==== Material for this exercise ====

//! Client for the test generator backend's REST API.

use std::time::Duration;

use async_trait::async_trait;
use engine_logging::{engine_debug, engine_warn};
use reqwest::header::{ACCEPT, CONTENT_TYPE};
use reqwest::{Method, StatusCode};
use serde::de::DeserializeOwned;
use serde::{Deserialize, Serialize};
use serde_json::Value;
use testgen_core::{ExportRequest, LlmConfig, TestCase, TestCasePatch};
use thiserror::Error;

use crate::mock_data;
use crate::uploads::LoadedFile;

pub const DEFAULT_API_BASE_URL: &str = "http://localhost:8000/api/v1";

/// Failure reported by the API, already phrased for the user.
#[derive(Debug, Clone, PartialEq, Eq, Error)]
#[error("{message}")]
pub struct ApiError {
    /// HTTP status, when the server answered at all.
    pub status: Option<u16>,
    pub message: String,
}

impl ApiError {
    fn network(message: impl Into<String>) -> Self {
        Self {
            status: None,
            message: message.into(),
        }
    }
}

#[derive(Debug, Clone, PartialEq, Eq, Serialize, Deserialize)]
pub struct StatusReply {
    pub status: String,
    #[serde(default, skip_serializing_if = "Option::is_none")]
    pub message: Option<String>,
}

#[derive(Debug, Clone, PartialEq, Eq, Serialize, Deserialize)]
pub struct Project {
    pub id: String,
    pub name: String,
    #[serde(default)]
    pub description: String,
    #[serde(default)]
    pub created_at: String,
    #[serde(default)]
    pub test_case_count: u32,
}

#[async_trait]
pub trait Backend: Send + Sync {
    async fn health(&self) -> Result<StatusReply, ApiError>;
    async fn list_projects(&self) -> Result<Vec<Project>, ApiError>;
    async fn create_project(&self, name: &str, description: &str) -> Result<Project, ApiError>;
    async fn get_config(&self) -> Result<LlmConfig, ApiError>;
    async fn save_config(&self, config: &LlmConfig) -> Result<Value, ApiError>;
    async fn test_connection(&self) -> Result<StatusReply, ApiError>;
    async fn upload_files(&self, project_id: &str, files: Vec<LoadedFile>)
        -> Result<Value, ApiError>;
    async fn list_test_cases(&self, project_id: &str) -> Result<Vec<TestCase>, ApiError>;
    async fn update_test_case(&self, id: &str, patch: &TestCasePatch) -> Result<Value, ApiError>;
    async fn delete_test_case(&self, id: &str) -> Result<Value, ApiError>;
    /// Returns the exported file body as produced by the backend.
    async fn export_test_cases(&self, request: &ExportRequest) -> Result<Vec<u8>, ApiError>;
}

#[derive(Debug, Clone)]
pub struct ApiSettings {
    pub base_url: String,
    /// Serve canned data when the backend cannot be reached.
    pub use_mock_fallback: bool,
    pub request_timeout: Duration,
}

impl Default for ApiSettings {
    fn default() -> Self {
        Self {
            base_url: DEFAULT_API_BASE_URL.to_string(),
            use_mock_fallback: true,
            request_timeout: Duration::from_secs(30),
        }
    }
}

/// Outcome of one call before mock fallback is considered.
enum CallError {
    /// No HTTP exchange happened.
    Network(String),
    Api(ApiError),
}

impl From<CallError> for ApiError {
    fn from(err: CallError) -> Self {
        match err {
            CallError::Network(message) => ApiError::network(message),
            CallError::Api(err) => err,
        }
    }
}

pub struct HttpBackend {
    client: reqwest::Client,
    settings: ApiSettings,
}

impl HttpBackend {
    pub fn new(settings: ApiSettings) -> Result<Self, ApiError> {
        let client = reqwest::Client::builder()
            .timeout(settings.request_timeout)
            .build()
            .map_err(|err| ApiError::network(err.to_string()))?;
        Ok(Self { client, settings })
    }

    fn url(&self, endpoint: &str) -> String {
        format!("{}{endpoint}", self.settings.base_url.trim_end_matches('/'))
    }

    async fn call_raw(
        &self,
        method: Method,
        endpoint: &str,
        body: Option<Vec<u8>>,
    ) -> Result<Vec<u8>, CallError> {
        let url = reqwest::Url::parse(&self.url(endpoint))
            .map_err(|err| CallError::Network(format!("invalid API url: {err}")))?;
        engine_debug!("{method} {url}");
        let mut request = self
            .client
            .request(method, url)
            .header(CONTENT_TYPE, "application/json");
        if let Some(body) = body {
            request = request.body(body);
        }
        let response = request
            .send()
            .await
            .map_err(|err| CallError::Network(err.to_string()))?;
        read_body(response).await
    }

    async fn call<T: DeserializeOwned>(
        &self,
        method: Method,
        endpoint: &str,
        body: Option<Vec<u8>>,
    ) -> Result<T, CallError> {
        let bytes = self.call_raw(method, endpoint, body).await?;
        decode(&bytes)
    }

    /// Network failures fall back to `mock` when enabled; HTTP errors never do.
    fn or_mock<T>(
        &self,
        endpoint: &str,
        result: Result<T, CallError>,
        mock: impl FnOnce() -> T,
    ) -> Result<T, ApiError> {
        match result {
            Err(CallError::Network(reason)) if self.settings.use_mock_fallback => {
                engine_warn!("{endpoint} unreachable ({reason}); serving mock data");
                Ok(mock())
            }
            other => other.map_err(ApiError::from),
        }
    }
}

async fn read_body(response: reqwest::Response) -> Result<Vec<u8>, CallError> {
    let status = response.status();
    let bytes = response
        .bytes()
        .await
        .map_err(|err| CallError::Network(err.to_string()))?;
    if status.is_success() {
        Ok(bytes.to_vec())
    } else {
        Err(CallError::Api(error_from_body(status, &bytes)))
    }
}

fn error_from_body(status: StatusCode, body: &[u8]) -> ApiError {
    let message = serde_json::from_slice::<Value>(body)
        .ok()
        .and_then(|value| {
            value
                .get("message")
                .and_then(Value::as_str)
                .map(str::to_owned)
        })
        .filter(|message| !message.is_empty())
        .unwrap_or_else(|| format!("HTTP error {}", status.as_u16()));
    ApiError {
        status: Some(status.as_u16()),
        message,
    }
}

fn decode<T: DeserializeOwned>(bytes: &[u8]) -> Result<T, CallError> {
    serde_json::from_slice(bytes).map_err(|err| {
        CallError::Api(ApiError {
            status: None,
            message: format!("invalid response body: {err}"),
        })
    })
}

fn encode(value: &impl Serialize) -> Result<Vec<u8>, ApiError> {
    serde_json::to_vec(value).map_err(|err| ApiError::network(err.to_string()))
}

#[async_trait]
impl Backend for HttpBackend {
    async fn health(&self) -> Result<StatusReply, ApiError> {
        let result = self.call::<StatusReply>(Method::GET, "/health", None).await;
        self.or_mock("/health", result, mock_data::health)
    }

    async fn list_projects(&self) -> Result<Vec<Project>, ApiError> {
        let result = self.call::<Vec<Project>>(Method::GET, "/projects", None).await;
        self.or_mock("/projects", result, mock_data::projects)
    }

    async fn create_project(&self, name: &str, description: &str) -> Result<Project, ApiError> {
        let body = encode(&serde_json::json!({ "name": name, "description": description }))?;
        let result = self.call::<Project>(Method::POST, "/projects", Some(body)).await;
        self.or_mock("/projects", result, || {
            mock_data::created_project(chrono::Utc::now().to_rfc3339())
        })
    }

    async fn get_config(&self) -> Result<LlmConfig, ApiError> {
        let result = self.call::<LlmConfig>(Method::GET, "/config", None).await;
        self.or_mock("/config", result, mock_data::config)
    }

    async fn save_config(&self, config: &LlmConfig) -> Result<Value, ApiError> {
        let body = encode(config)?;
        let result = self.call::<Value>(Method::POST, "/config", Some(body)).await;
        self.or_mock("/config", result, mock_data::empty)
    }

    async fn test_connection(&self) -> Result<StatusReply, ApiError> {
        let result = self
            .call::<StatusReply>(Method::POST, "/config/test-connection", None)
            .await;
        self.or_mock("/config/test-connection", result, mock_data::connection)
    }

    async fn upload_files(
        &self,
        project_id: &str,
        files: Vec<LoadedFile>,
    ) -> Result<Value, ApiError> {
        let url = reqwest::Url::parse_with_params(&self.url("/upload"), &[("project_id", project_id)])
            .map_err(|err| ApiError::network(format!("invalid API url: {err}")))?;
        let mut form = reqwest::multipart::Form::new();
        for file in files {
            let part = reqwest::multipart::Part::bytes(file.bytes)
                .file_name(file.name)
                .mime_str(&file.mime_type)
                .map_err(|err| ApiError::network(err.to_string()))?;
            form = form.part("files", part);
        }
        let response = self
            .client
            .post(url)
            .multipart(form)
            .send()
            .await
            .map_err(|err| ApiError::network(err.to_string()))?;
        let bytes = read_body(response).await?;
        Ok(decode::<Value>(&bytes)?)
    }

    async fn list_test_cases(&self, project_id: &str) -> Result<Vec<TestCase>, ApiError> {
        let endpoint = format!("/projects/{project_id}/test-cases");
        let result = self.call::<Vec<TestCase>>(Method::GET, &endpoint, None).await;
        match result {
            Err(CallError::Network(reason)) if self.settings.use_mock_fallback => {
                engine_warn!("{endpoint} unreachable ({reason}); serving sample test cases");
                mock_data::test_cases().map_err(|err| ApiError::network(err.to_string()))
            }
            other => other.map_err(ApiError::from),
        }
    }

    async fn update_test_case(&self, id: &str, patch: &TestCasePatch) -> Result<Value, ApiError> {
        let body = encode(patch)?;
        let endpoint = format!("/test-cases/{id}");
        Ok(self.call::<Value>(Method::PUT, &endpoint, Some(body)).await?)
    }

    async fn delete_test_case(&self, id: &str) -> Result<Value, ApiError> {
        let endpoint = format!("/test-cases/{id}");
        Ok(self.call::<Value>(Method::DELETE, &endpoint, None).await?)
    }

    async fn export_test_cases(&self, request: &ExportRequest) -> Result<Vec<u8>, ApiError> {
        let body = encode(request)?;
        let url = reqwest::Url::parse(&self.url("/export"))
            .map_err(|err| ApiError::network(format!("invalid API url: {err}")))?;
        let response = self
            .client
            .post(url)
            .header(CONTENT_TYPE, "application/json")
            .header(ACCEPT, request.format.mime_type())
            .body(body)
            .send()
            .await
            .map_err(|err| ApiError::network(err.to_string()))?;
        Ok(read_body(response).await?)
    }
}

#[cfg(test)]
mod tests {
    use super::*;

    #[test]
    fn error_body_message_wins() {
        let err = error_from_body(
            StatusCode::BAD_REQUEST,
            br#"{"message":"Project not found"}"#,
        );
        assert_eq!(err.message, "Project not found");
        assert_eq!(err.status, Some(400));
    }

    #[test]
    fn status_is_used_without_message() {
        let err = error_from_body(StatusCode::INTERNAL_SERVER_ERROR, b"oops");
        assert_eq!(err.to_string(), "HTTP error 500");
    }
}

====

Exercise aim: Scan the records above for the string "decode", then report every line that contains it.

Solution for this problem:
        decode(&bytes)
fn decode<T: DeserializeOwned>(bytes: &[u8]) -> Result<T, CallError> {
        Ok(decode::<Value>(&bytes)?)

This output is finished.